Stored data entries
—————

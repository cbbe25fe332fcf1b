//! Periodic extract reader
//!
//! An extract is a CSV export of the "Base" sheet. Its reference date is taken
//! from the last whitespace-separated token of the file name, day first
//! (`Base Monitoramento 04-03-2024.csv`).

use std::path::Path;

use chrono::NaiveDate;

use os_monitor_types::{
    non_empty, Diagnostic, DiagnosticKind, EntityId, ObservationAttributes, ObservationBatch,
    StatusLabel,
};

use super::schema::{cell, sniff_delimiter, HeaderIndex};
use crate::config::ColumnMapping;

const NAME_DATE_FORMATS: &[&str] = &[
    "%d-%m-%Y", "%d.%m.%Y", "%d_%m_%Y", "%Y-%m-%d", "%d-%m-%y", "%d%m%Y",
];

/// Derive a batch's reference date from its file name
pub fn reference_date_from_name(name: &str) -> Option<NaiveDate> {
    let stem = Path::new(name).file_stem()?.to_str()?;
    let token = stem.split_whitespace().last()?;

    NAME_DATE_FORMATS
        .iter()
        .find_map(|fmt| NaiveDate::parse_from_str(token, fmt).ok())
}

/// Read one extract file.
///
/// Returns `None` for the batch when it has to be skipped entirely; the
/// reason is among the returned diagnostics.
pub fn read_batch_file(
    path: &Path,
    columns: &ColumnMapping,
) -> (Option<ObservationBatch>, Vec<Diagnostic>) {
    let source = path
        .file_name()
        .map(|name| name.to_string_lossy().into_owned())
        .unwrap_or_else(|| path.display().to_string());

    let Some(reference_date) = reference_date_from_name(&source) else {
        tracing::warn!(source = %source, "No reference date in file name");
        return (
            None,
            vec![Diagnostic::new(
                source.clone(),
                DiagnosticKind::UnparseableBatchDate { raw: source },
            )],
        );
    };

    match std::fs::read_to_string(path) {
        Ok(content) => parse_batch(&content, &source, reference_date, columns),
        Err(e) => {
            tracing::warn!(source = %source, error = %e, "Extract could not be read");
            (
                None,
                vec![Diagnostic::new(
                    source,
                    DiagnosticKind::UnreadableSource {
                        reason: e.to_string(),
                    },
                )],
            )
        }
    }
}

/// Parse extract content dated `reference_date`
pub fn parse_batch(
    content: &str,
    source: &str,
    reference_date: NaiveDate,
    columns: &ColumnMapping,
) -> (Option<ObservationBatch>, Vec<Diagnostic>) {
    let mut diagnostics = Vec::new();
    let mut reader = csv::ReaderBuilder::new()
        .delimiter(sniff_delimiter(content))
        .flexible(true)
        .from_reader(content.as_bytes());

    let headers = match reader.headers() {
        Ok(headers) => headers.clone(),
        Err(e) => {
            diagnostics.push(Diagnostic::new(
                source,
                DiagnosticKind::UnreadableSource {
                    reason: e.to_string(),
                },
            ));
            return (None, diagnostics);
        }
    };
    let index = HeaderIndex::new(&headers);

    let id_col = index.position(&columns.entity_id);
    let status_col = index.position(&columns.status);
    for (name, found) in [(&columns.entity_id, id_col), (&columns.status, status_col)] {
        if found.is_none() {
            diagnostics.push(Diagnostic::new(
                source,
                DiagnosticKind::MissingRequiredColumn {
                    column: name.clone(),
                },
            ));
        }
    }
    if !diagnostics.is_empty() {
        tracing::warn!(source = %source, "Extract lacks required columns, skipping batch");
        return (None, diagnostics);
    }

    let location_col = index.position(&columns.location);
    let tat_col = index.position(&columns.tat);
    let model_col = index.position(&columns.model);
    let serial_col = index.position(&columns.serial);
    let part_col = index.position(&columns.part_delivery);

    let mut batch = ObservationBatch::new(reference_date, source);
    for (idx, result) in reader.records().enumerate() {
        let row_number = idx + 1;
        let row = match result {
            Ok(row) => row,
            Err(e) => {
                diagnostics.push(Diagnostic::at_row(
                    source,
                    row_number,
                    DiagnosticKind::UnreadableSource {
                        reason: e.to_string(),
                    },
                ));
                continue;
            }
        };

        // blank spreadsheet lines
        if row.iter().all(|value| value.trim().is_empty()) {
            continue;
        }

        let entity_id = match EntityId::parse(cell(&row, id_col)) {
            Ok(id) => id,
            Err(_) => {
                diagnostics.push(Diagnostic::at_row(
                    source,
                    row_number,
                    DiagnosticKind::MissingRequiredField {
                        field: columns.entity_id.clone(),
                    },
                ));
                continue;
            }
        };
        let status = match StatusLabel::normalize(cell(&row, status_col)) {
            Ok(status) => status,
            Err(_) => {
                diagnostics.push(Diagnostic::at_row(
                    source,
                    row_number,
                    DiagnosticKind::MissingRequiredField {
                        field: columns.status.clone(),
                    },
                ));
                continue;
            }
        };

        let attributes = ObservationAttributes {
            location: non_empty(cell(&row, location_col)),
            tat: non_empty(cell(&row, tat_col)),
            model: non_empty(cell(&row, model_col)),
            serial: non_empty(cell(&row, serial_col)),
            part_delivery: non_empty(cell(&row, part_col)),
        };
        batch.push(entity_id, status, attributes);
    }

    tracing::debug!(
        source = %source,
        batch_date = %reference_date,
        rows = batch.len(),
        skipped = diagnostics.len(),
        "Parsed extract"
    );

    (Some(batch), diagnostics)
}

/// Read every extract, collecting the diagnostics of all of them
pub fn load_batches<P: AsRef<Path>>(
    paths: &[P],
    columns: &ColumnMapping,
) -> (Vec<ObservationBatch>, Vec<Diagnostic>) {
    let mut batches = Vec::with_capacity(paths.len());
    let mut diagnostics = Vec::new();

    for path in paths {
        let (batch, mut found) = read_batch_file(path.as_ref(), columns);
        batches.extend(batch);
        diagnostics.append(&mut found);
    }

    (batches, diagnostics)
}

#[cfg(test)]
mod tests {
    use super::*;

    fn date(y: i32, m: u32, d: u32) -> NaiveDate {
        NaiveDate::from_ymd_opt(y, m, d).unwrap()
    }

    #[test]
    fn test_reference_date_from_name() {
        assert_eq!(
            reference_date_from_name("Monitoramento Direcionado 04-03-2024.csv"),
            Some(date(2024, 3, 4))
        );
        assert_eq!(
            reference_date_from_name("base 04.03.2024.csv"),
            Some(date(2024, 3, 4))
        );
        assert_eq!(
            reference_date_from_name("/tmp/up/base 2024-03-04.csv"),
            Some(date(2024, 3, 4))
        );
        assert_eq!(reference_date_from_name("base 04-03-24.csv"), Some(date(2024, 3, 4)));
        assert_eq!(reference_date_from_name("base final.csv"), None);
    }

    #[test]
    fn test_parse_batch_reads_rows_and_attributes() {
        let content = "OS ID;Status OS;Cod Autorizada;TAT;Modelo\n\
                       101;reparo;A1;5;X\n\
                       102.0; Aguardando Peça ;;;\n";
        let (batch, diagnostics) =
            parse_batch(content, "base.csv", date(2024, 3, 4), &ColumnMapping::default());
        let batch = batch.unwrap();

        assert!(diagnostics.is_empty());
        assert_eq!(batch.len(), 2);
        assert_eq!(batch.observations[0].status.as_str(), "REPARO");
        assert_eq!(batch.observations[0].attributes.location.as_deref(), Some("A1"));
        assert_eq!(batch.observations[1].entity_id.as_str(), "102");
        assert_eq!(batch.observations[1].status.as_str(), "AGUARDANDO PEÇA");
        assert_eq!(batch.observations[1].attributes.location, None);
    }

    #[test]
    fn test_rows_without_id_or_status_are_reported() {
        let content = "OS ID,Status OS\n,REPARO\n5,\n\n6,PECA\n";
        let (batch, diagnostics) =
            parse_batch(content, "base.csv", date(2024, 3, 4), &ColumnMapping::default());

        assert_eq!(batch.unwrap().len(), 1);
        assert_eq!(diagnostics.len(), 2);
        assert_eq!(diagnostics[0].row, Some(1));
        assert_eq!(diagnostics[1].row, Some(2));
    }

    #[test]
    fn test_missing_required_column_skips_batch() {
        let content = "OS ID,Situacao\n1,REPARO\n";
        let (batch, diagnostics) =
            parse_batch(content, "base.csv", date(2024, 3, 4), &ColumnMapping::default());

        assert!(batch.is_none());
        assert_eq!(
            diagnostics[0].kind,
            DiagnosticKind::MissingRequiredColumn {
                column: "Status OS".to_string()
            }
        );
    }

    #[test]
    fn test_custom_column_mapping() {
        let columns = ColumnMapping {
            status: "Situacao".to_string(),
            ..Default::default()
        };
        let (batch, diagnostics) =
            parse_batch("OS ID,Situacao\n1,REPARO\n", "b.csv", date(2024, 3, 4), &columns);

        assert!(diagnostics.is_empty());
        assert_eq!(batch.unwrap().len(), 1);
    }

    #[test]
    fn test_unparseable_file_name_is_reported() {
        let (batch, diagnostics) =
            read_batch_file(Path::new("sem data.csv"), &ColumnMapping::default());

        assert!(batch.is_none());
        assert!(matches!(
            diagnostics[0].kind,
            DiagnosticKind::UnparseableBatchDate { .. }
        ));
    }
}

—————

__Assigned task__. A single integer is the expected output: the number of lines in the data that include the word "paths".

__Reply to the task__. 3